As vezes nas minhas aulas de
matemática mesmo, acho um gancho para comentar sobre os fatos que leio, como
por exemplo: como os portugueses chegaram, o que encontraram, que eles pegavam
muitos bichos-de-pé aqui no Brasil, enfim os bastidores da história e os alunos
adoram saber isso, para os maiores comento sobre os casos de D. Pedro e por aí
vai. Já incentivei algumas pessoas a começar a ler esse tipo de livro também.
Em relação
a minha disciplina, gosto de ler alguns livros paradidáticos que contam sobre determinados
conceitos. Isso também ajuda no desenvolvimento do conteúdo e faz com que os
alunos prestem um pouco mais de atenção ao que se está sendo passado.
Me lembro
que no início de minha vida escolar li alguns livros, livretos, mas o gosto
pela leitura mesmo começou quando tinha uns 13 anos e meu tio me emprestou um
livro para que eu lesse. O título do livro era Entre o amor e a guerra, já o
autor, bom faz um tempinho.
Quando
adolescente escrevia muito, acho que tinha mesmo jeito para a coisa, saia bons
textos, e minha professora de Literatura sempre dizia que se emocianava muito
com minhas produções. Não sei por que não escrevo mais com tanta frequência,
pode a correria do dia a dia. Nem sei se ainda tenho tal habilidade.

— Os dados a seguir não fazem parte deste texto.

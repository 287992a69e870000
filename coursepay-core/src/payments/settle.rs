use super::status::{GatewayVerdict, classify_details};
use super::{PaymentError, PaymentService};
use crate::entities::PaymentOrderStatus;
use crate::entities::payment_order::{OrderStatusUpdate, PaymentOrder};
use crate::gateway::PaymentDetails;
use rust_decimal::Decimal;
use tracing::{info, warn};

/// Largest settled-amount deviation still accepted as a match.
const AMOUNT_TOLERANCE: Decimal = Decimal::from_parts(1, 0, 0, false, 2);

/// Outcome of asking the gateway about an order.
#[derive(Debug, Clone, PartialEq)]
pub enum Settlement {
    /// The order is `success` in the store.
    Paid(PaymentOrder),
    /// The order is `failed` or `cancelled` in the store.
    Failed { order: PaymentOrder, reason: String },
    /// Nothing decided yet; nothing written.
    Pending { reason: String },
}

impl PaymentService {
    /// Reconcile one non-terminal order against the gateway's payment
    /// details. Shared by verification and the stale order sweeper.
    ///
    /// Gateway failures are never errors here: they leave the order as it
    /// is and come back as [`Settlement::Pending`].
    #[tracing::instrument(skip_all, err, fields(shop_order_id = %order.shop_order_id))]
    pub async fn settle_from_gateway(&self, order: &PaymentOrder) -> Result<Settlement, PaymentError> {
        let Some(external_order_id) = order.external_order_id.as_deref() else {
            return Ok(Settlement::Pending {
                reason: "order has not reached the gateway yet".to_owned(),
            });
        };

        let details = match self.gateway.payment_details(external_order_id).await {
            Ok(details) => details,
            Err(e) => {
                warn!(error = %e, "Payment details unavailable, reporting pending");
                return Ok(Settlement::Pending {
                    reason: "payment status is not available yet".to_owned(),
                });
            }
        };

        if let Some(echoed) = details.receipt.shop_order_id.as_deref()
            && echoed != order.shop_order_id
        {
            warn!(echoed, "Gateway receipt belongs to a different order");
            return self.settle_failed(order, &details, "order mismatch").await;
        }

        if !receipt_matches_order(order, &details) {
            warn!(
                expected_amount = %order.amount,
                expected_currency = %order.currency_code,
                settled_amount = ?details.receipt.amount,
                settled_currency = ?details.receipt.currency_code,
                "Gateway receipt does not match order"
            );
            return self
                .settle_failed(order, &details, "amount/currency mismatch")
                .await;
        }

        match classify_details(&details) {
            GatewayVerdict::Settled => {
                let receipt = &details.receipt;
                if receipt.shop_order_id.is_none()
                    || receipt.amount.is_none()
                    || receipt.currency_code.is_none()
                {
                    info!("Gateway reports success with an incomplete receipt");
                    return Ok(Settlement::Pending {
                        reason: "payment receipt is incomplete".to_owned(),
                    });
                }
                let stored = self
                    .apply_details(order, &details, PaymentOrderStatus::Success, "payment confirmed by gateway")
                    .await?;
                Ok(Self::settlement_of(stored))
            }
            GatewayVerdict::Rejected => {
                let reason = format!("gateway reported {}", details.status);
                self.settle_failed(order, &details, &reason).await
            }
            GatewayVerdict::Undecided => Ok(Settlement::Pending {
                reason: format!("payment is {}", details.status.to_lowercase()),
            }),
        }
    }

    async fn settle_failed(
        &self,
        order: &PaymentOrder,
        details: &PaymentDetails,
        reason: &str,
    ) -> Result<Settlement, PaymentError> {
        let stored = self
            .apply_details(order, details, PaymentOrderStatus::Failed, reason)
            .await?;
        Ok(Self::settlement_of(stored))
    }

    async fn apply_details(
        &self,
        order: &PaymentOrder,
        details: &PaymentDetails,
        status: PaymentOrderStatus,
        description: &str,
    ) -> Result<PaymentOrder, PaymentError> {
        self.transition(OrderStatusUpdate {
            shop_order_id: order.shop_order_id.clone(),
            status,
            description: description.to_owned(),
            external_order_id: None,
            external_payment_id: details.payment_id.clone(),
            payment_hash: None,
        })
        .await
    }

    /// Report what the store holds, which may be another path's outcome.
    fn settlement_of(order: PaymentOrder) -> Settlement {
        match order.status {
            PaymentOrderStatus::Success => Settlement::Paid(order),
            PaymentOrderStatus::Failed | PaymentOrderStatus::Cancelled => Settlement::Failed {
                reason: order
                    .status_description
                    .clone()
                    .unwrap_or_else(|| order.status.to_string()),
                order,
            },
            PaymentOrderStatus::Pending | PaymentOrderStatus::Redirected => Settlement::Pending {
                reason: "payment is still in progress".to_owned(),
            },
        }
    }
}

/// Amount within tolerance and currency equal (ignoring case). Missing
/// receipt fields are not a mismatch; they only block success.
fn receipt_matches_order(order: &PaymentOrder, details: &PaymentDetails) -> bool {
    let amount_ok = details
        .receipt
        .amount
        .is_none_or(|settled| (settled - order.amount).abs() <= AMOUNT_TOLERANCE);
    let currency_ok = details
        .receipt
        .currency_code
        .as_deref()
        .is_none_or(|settled| settled.eq_ignore_ascii_case(&order.currency_code));
    amount_ok && currency_ok
}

No meu relacionamento diário com meus
alunos procuro, além de ter um bom relacionamento com eles, incentivá-los a ler
qualquer coisa que gostarem de ler. Sempre quando temos aulas duplas, deixo 3
ou 4 alunos irem até a sala de leitura para retirarem livros, eles já estão
acostumados e gostam da ideia.
Bom é
isso. Abraços a todos.
RUBENS ALVES DOS SANTOS
Meu primeiro contato com a escrita e a leitura foi com seis anos de
idade, quando minha irmã mais velha já frequentava a escola no periodo da
manhã, e quando chegava `a tarde nós brincavamos de "escolinha".Foi
onde comecei a conhecer as vogais, algumas consoantes e também a numeração de 1
a 10.
Quando comecei a frequentar o primeiro ano, já sabia escrever meu nome,
ler algumas palavras e também tinha a noção de cálculo em pequenas quantidades,
o que facilitou bastante em relação aos outros alunos.
Meu pai após o jantar ajudava-me nas tarefas de matemática e tomava a
lição da cartilha "caminho suave", o que acabou virando hábito no
decorrer dos anos.
Quando estava na 8ª série, passei a estudar no período noturno, e o
professor de português, quase toda semana passava redação, mas não foi um
período muito feliz, pois, esse professor fazia comparações entre a minha
redação e a da "melhor aluna da sala" e lia em voz alta para todos os
alunos, dizendo que minha redação estava mal feita, sem coerência, concordância
etc...
Podem imaginar como foi desastrosa esta experiência e mesmo
esforçando-me para melhorar, nunca estava bom, conseguindo ser aprovado nesta
disciplina com a nota mínima.
Acabei identificando-me com "Gabriel O Pensador" quando ele
diz que não gostava de redação mas hoje ele escreve muito bem , as letras de
suas músicas, e também com Danusa Leão quando diz "....Tudo que aprendi ,
foi vivendo e gosto de ler tudo o que aparece não só os BestSeler".